# powertech Leverage Squat Calf Machine



## diablomex (Jun 1, 2008)

do you guys think its like doing hack squats?


----------



## jderksen (Jun 2, 2008)

I have one, feels more like real squats than hacks, wouldn't say it's as effective as doing barbell squats but it is a nice machine and is good to use from time to time just to switch things up. nice for calves as well


----------



## diablomex (Jun 2, 2008)

jderksen said:


> I have one, feels more like real squats than hacks, wouldn't say it's as effective as doing barbell squats but it is a nice machine and is good to use from time to time just to switch things up. nice for calves as well



the reason that i asked. because i got a  mini leg press machine.and i was wondering if im doing too much.because i do barbell squats,leg press then i use the powertech thing because i asked the same question on another time and someone told me that  the powertech machine, was like doing hack squats


----------



## jderksen (Jun 2, 2008)

your leg press, is it the powertec model(compact leg sled)?

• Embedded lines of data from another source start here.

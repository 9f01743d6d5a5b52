// Copyright 2026 the Stipple Authors
// SPDX-License-Identifier: Apache-2.0 OR MIT

//! Uniform grid backend for 3D points.
//!
//! This backend buckets points into fixed-size grid cells and answers sphere
//! queries by touching only the cells overlapping the sphere's AABB. It is
//! intended for workloads with:
//! - moderately uniform spatial density (scanned or photogrammetric clouds),
//! - a build-once access pattern, and
//! - query radii that are small compared to the full cloud extent.

use alloc::vec::Vec;
use core::fmt::Debug;

use hashbrown::HashMap;
use smallvec::SmallVec;

use crate::backend::Backend;
use crate::types::{Scalar, dist2};
use crate::util::icbrt_ceil;

/// Scalar types supported by the grid backend.
///
/// This is kept separate from [`Scalar`] so that the grid implementation can
/// use type-specific logic for cell mapping and cell-size heuristics.
pub trait GridScalar: Scalar {
    /// Map a scalar coordinate to a grid coordinate along one axis.
    ///
    /// The mapping is based on an origin and uniform cell size. Implementations
    /// are expected to be monotonic in `value` for fixed `origin` and
    /// `cell_size`.
    fn cell_coord(value: Self, origin: Self, cell_size: Self) -> i32;

    /// Derive a cell size from a cloud's bounding diagonal and point count.
    ///
    /// The heuristic targets a handful of points per cell for uniformly
    /// distributed clouds while keeping the cell count bounded.
    fn auto_cell_size(diagonal: Self, len: usize) -> Self;
}

impl GridScalar for f32 {
    #[allow(
        clippy::cast_possible_truncation,
        reason = "Grid cell indices are intentionally i32; out-of-range values are saturated."
    )]
    #[inline]
    fn cell_coord(value: Self, origin: Self, cell_size: Self) -> i32 {
        debug_assert!(
            cell_size > 0.0,
            "grid cell_size must be strictly positive (f32)"
        );
        let t = (value - origin) / cell_size;
        if t >= i32::MAX as Self {
            return i32::MAX;
        }
        if t <= i32::MIN as Self {
            return i32::MIN;
        }
        let coord = t as i32;

        // Round towards -∞ (the cast above has already truncated).
        if t < 0.0 && (coord as Self) > t {
            coord.saturating_sub(1)
        } else {
            coord
        }
    }

    #[allow(
        clippy::cast_precision_loss,
        reason = "The heuristic only needs a rough magnitude."
    )]
    #[inline]
    fn auto_cell_size(diagonal: Self, len: usize) -> Self {
        if !(diagonal > 0.0) {
            return 1.0;
        }
        let k = icbrt_ceil(len.max(1)) as Self;
        diagonal * 4.0 / k
    }
}

impl GridScalar for f64 {
    #[allow(
        clippy::cast_possible_truncation,
        reason = "Grid cell indices are intentionally i32; out-of-range values are saturated."
    )]
    #[inline]
    fn cell_coord(value: Self, origin: Self, cell_size: Self) -> i32 {
        debug_assert!(
            cell_size > 0.0,
            "grid cell_size must be strictly positive (f64)"
        );
        let t = (value - origin) / cell_size;
        if t >= Self::from(i32::MAX) {
            return i32::MAX;
        }
        if t <= Self::from(i32::MIN) {
            return i32::MIN;
        }
        let coord = t as i32;

        // Round towards -∞ (the cast above has already truncated).
        if t < 0.0 && Self::from(coord) > t {
            coord.saturating_sub(1)
        } else {
            coord
        }
    }

    #[allow(
        clippy::cast_precision_loss,
        reason = "The heuristic only needs a rough magnitude."
    )]
    #[inline]
    fn auto_cell_size(diagonal: Self, len: usize) -> Self {
        if !(diagonal > 0.0) {
            return 1.0;
        }
        let k = icbrt_ceil(len.max(1)) as Self;
        diagonal * 4.0 / k
    }
}

/// Uniform 3D grid backend with fixed cell size.
pub struct Grid<T: GridScalar> {
    cell_size: T,
    origin_x: T,
    origin_y: T,
    origin_z: T,
    cells: HashMap<(i32, i32, i32), Cell>,
    slots: Vec<Option<(T, T, T)>>,
}

#[derive(Default)]
struct Cell {
    slots: SmallVec<[usize; 8]>,
}

impl<T: GridScalar> Debug for Grid<T> {
    fn fmt(&self, f: &mut core::fmt::Formatter<'_>) -> core::fmt::Result {
        let total_slots = self.slots.len();
        let live_slots = self.slots.iter().filter(|s| s.is_some()).count();
        let num_cells = self.cells.len();
        f.debug_struct("Grid")
            .field("cell_size", &self.cell_size)
            .field("origin_x", &self.origin_x)
            .field("origin_y", &self.origin_y)
            .field("origin_z", &self.origin_z)
            .field("total_slots", &total_slots)
            .field("live_slots", &live_slots)
            .field("cells", &num_cells)
            .finish_non_exhaustive()
    }
}

impl<T: GridScalar> Grid<T> {
    /// Create a new grid backend with the given cell size and origin at (0, 0, 0).
    pub fn new(cell_size: T) -> Self {
        debug_assert!(cell_size > T::zero(), "cell_size must be strictly positive");
        Self {
            cell_size,
            origin_x: T::zero(),
            origin_y: T::zero(),
            origin_z: T::zero(),
            cells: HashMap::new(),
            slots: Vec::new(),
        }
    }

    /// Create a new grid backend with the given cell size and origin.
    pub fn with_origin(cell_size: T, origin_x: T, origin_y: T, origin_z: T) -> Self {
        debug_assert!(cell_size > T::zero(), "cell_size must be strictly positive");
        Self {
            cell_size,
            origin_x,
            origin_y,
            origin_z,
            cells: HashMap::new(),
            slots: Vec::new(),
        }
    }

    /// The configured cell size.
    ///
    /// Higher layers use this as a step-size hint when marching rays across
    /// the grid.
    pub fn cell_size(&self) -> T {
        self.cell_size
    }

    fn ensure_slot(&mut self, slot: usize) {
        if self.slots.len() <= slot {
            self.slots.resize_with(slot + 1, || None);
        }
    }

    fn cell_of(&self, x: T, y: T, z: T) -> (i32, i32, i32) {
        (
            T::cell_coord(x, self.origin_x, self.cell_size),
            T::cell_coord(y, self.origin_y, self.cell_size),
            T::cell_coord(z, self.origin_z, self.cell_size),
        )
    }

    fn cell_range(&self, min: T, max: T, origin: T) -> (i32, i32) {
        let c0 = T::cell_coord(min, origin, self.cell_size);
        let c1 = T::cell_coord(max, origin, self.cell_size);
        if c0 <= c1 { (c0, c1) } else { (c1, c0) }
    }
}

impl<T: GridScalar> Backend<T> for Grid<T> {
    fn reserve(&mut self, n: usize) {
        self.slots.reserve(n);
    }

    fn insert(&mut self, slot: usize, x: T, y: T, z: T) {
        self.ensure_slot(slot);
        let cell = self.cell_of(x, y, z);
        self.cells.entry(cell).or_default().slots.push(slot);
        self.slots[slot] = Some((x, y, z));
    }

    fn clear(&mut self) {
        self.cells.clear();
        self.slots.clear();
    }

    fn visit_sphere<F: FnMut(usize)>(&self, cx: T, cy: T, cz: T, radius: T, mut f: F) {
        let r = T::max(radius, T::zero());
        let r2 = T::widen(r) * T::widen(r);

        let (ix0, ix1) = self.cell_range(T::sub(cx, r), T::add(cx, r), self.origin_x);
        let (iy0, iy1) = self.cell_range(T::sub(cy, r), T::add(cy, r), self.origin_y);
        let (iz0, iz1) = self.cell_range(T::sub(cz, r), T::add(cz, r), self.origin_z);

        for ix in ix0..=ix1 {
            for iy in iy0..=iy1 {
                for iz in iz0..=iz1 {
                    let Some(cell) = self.cells.get(&(ix, iy, iz)) else {
                        continue;
                    };
                    for &slot in &cell.slots {
                        let (x, y, z) = self.slots[slot]
                            .expect("grid invariant violated: cell references vacant slot");
                        if dist2(x, y, z, cx, cy, cz) <= r2 {
                            f(slot);
                        }
                    }
                }
            }
        }
    }
}

/// Grid backend over `f32` coordinates.
pub type GridF32 = Grid<f32>;
/// Grid backend over `f64` coordinates.
pub type GridF64 = Grid<f64>;

#[cfg(test)]
mod tests {
    use super::*;
    use alloc::vec;
    use alloc::vec::Vec;

    #[test]
    fn insert_and_query_across_cells() {
        let mut grid: GridF64 = GridF64::new(1.0);
        grid.insert(0, 0.1, 0.1, 0.1);
        grid.insert(1, 2.5, 0.1, 0.1);
        grid.insert(2, 0.1, 0.1, 3.5);

        let mut hits = Vec::new();
        grid.visit_sphere(0.0, 0.0, 0.0, 0.5, |s| hits.push(s));
        assert_eq!(hits, vec![0]);

        hits.clear();
        grid.visit_sphere(0.0, 0.0, 0.0, 4.0, |s| hits.push(s));
        hits.sort_unstable();
        assert_eq!(hits, vec![0, 1, 2]);
    }

    #[test]
    fn negative_coordinates() {
        let mut grid: GridF64 = GridF64::new(10.0);
        grid.insert(0, -25.0, -25.0, -25.0);
        let mut hits = Vec::new();
        grid.visit_sphere(-24.0, -25.0, -25.0, 2.0, |s| hits.push(s));
        assert_eq!(hits, vec![0]);
    }

    #[test]
    fn each_point_reported_once() {
        // A query sphere spanning many cells must still report each resident
        // point exactly once (single cell membership).
        let mut grid: GridF32 = GridF32::new(0.5);
        grid.insert(7, 1.0, 1.0, 1.0);
        let mut hits = Vec::new();
        grid.visit_sphere(1.0, 1.0, 1.0, 5.0, |s| hits.push(s));
        assert_eq!(hits, vec![7]);
    }

    #[test]
    fn cell_coord_saturates() {
        assert_eq!(GridScalar::cell_coord(1e20_f32, 0.0, 1.0), i32::MAX);
        assert_eq!(GridScalar::cell_coord(-1e20_f32, 0.0, 1.0), i32::MIN);
        assert_eq!(GridScalar::cell_coord(1e20_f64, 0.0, 1.0), i32::MAX);
        assert_eq!(GridScalar::cell_coord(-1e20_f64, 0.0, 1.0), i32::MIN);
    }

    #[test]
    fn cell_coord_rounds_toward_negative_infinity() {
        assert_eq!(GridScalar::cell_coord(-0.5_f64, 0.0, 1.0), -1);
        assert_eq!(GridScalar::cell_coord(0.5_f64, 0.0, 1.0), 0);
        assert_eq!(GridScalar::cell_coord(-1.0_f64, 0.0, 1.0), -1);
    }

    #[test]
    fn auto_cell_size_positive() {
        assert!(GridScalar::auto_cell_size(10.0_f64, 1_000_000) > 0.0);
        assert!(GridScalar::auto_cell_size(0.0_f64, 100) > 0.0);
        assert!(GridScalar::auto_cell_size(10.0_f32, 0) > 0.0);
    }
}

I also have that and I would say it's more like a hack than a press and feels more like one than the leverage squat/calf. I gues it would depend on how you position your feet, I could see it feeling like a hack if you keep them to the lower end of the angled platform on your leverage squat and kept them fairly close together. as far as doing too much, I can't see it being too much if you keep the working sets to a reasonable number (say 2-3) and as long as you are able to  walk properly again and are no longer sore by the time you hit legs again.


----------



## diablomex (Jun 2, 2008)

jderksen said:


> your leg press, is it the powertec model(compact leg sled)? I also have that and I would say it's more like a hack than a press and feels more like one than the leverage squat/calf. I gues it would depend on how you position your feet, I could see it feeling like a hack if you keep them to the lower end of the angled platform on your leverage squat and kept them fairly close together. as far as doing too much, I can't see it being too much if you keep the working sets to a reasonable number (say 2-3) and as long as you are able to  walk properly again and are no longer sore by the time you hit legs again.



the mini  leg press is not made by powertech i got it from new york barbells.im not hurting from my leg routine,just sometimes we tend to do more than we need to and need to check ourselves sometimes.thank you for the feedback. i would like to try one of those compact leg sleds,just to get to see how it feels.thanks


----------